#### YOUR TASK:
Write out every record below exactly as it appears.

#### RECORDS PROVIDED:

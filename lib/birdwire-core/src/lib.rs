//! Core types for the birdwire Twitter API v2 client.
//!
//! This crate holds everything that does not touch the network:
//! - [`Params`] and [`ParamValue`]: caller-supplied parameters
//! - [`EndpointSpec`]: static endpoint descriptors
//! - [`query_pairs`], [`encode_query`], [`encode_body`]: parameter encoding
//! - [`Credentials`] and [`select_auth`]: auth scheme selection
//! - [`Envelope`] and [`decode_envelope`]: response decoding
//! - [`Request`], [`Response`] and the [`HttpClient`] transport trait
//! - [`Error`] and [`Result`]: error handling
//! - [`entities`]: typed tweets, users, lists...

mod auth;
mod body;
mod credentials;
mod encode;
mod endpoint;
pub mod entities;
mod envelope;
mod error;
mod method;
mod param;
mod path_template;
pub mod prelude;
mod request;
mod response;
mod transport;

pub use auth::{AuthMode, select_auth};
pub use body::{from_json, to_json};
pub use credentials::{Credentials, CredentialsBuilder, env};
pub use encode::{encode_body, encode_query, query_pairs, wire_name};
pub use endpoint::{Cursor, EndpointSpec};
pub use envelope::{ApiError, Envelope, Includes, Meta, RateLimits, decode_envelope, headers};
pub use error::{Error, Result};
pub use method::Method;
pub use param::{ParamValue, Params};
pub use path_template::PathTemplate;
pub use request::{Request, RequestBuilder};
pub use response::Response;
pub use transport::HttpClient;

// Re-export http crate types for status codes and headers
pub use http::{StatusCode, header};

#### EXERCISE OUTPUT:
filename lib/birdwire-core/src/lib.rs
//! Core types for the birdwire Twitter API v2 client.
//!
//! This crate holds everything that does not touch the network:
//! - [`Params`] and [`ParamValue`]: caller-supplied parameters
//! - [`EndpointSpec`]: static endpoint descriptors
//! - [`query_pairs`], [`encode_query`], [`encode_body`]: parameter encoding
//! - [`Credentials`] and [`select_auth`]: auth scheme selection
//! - [`Envelope`] and [`decode_envelope`]: response decoding
//! - [`Request`], [`Response`] and the [`HttpClient`] transport trait
//! - [`Error`] and [`Result`]: error handling
//! - [`entities`]: typed tweets, users, lists...

mod auth;
mod body;
mod credentials;
mod encode;
mod endpoint;
pub mod entities;
mod envelope;
mod error;
mod method;
mod param;
mod path_template;
pub mod prelude;
mod request;
mod response;
mod transport;

pub use auth::{AuthMode, select_auth};
pub use body::{from_json, to_json};
pub use credentials::{Credentials, CredentialsBuilder, env};
pub use encode::{encode_body, encode_query, query_pairs, wire_name};
pub use endpoint::{Cursor, EndpointSpec};
pub use envelope::{ApiError, Envelope, Includes, Meta, RateLimits, decode_envelope, headers};
pub use error::{Error, Result};
pub use method::Method;
pub use param::{ParamValue, Params};
pub use path_template::PathTemplate;
pub use request::{Request, RequestBuilder};
pub use response::Response;
pub use transport::HttpClient;

// Re-export http crate types for status codes and headers
pub use http::{StatusCode, header};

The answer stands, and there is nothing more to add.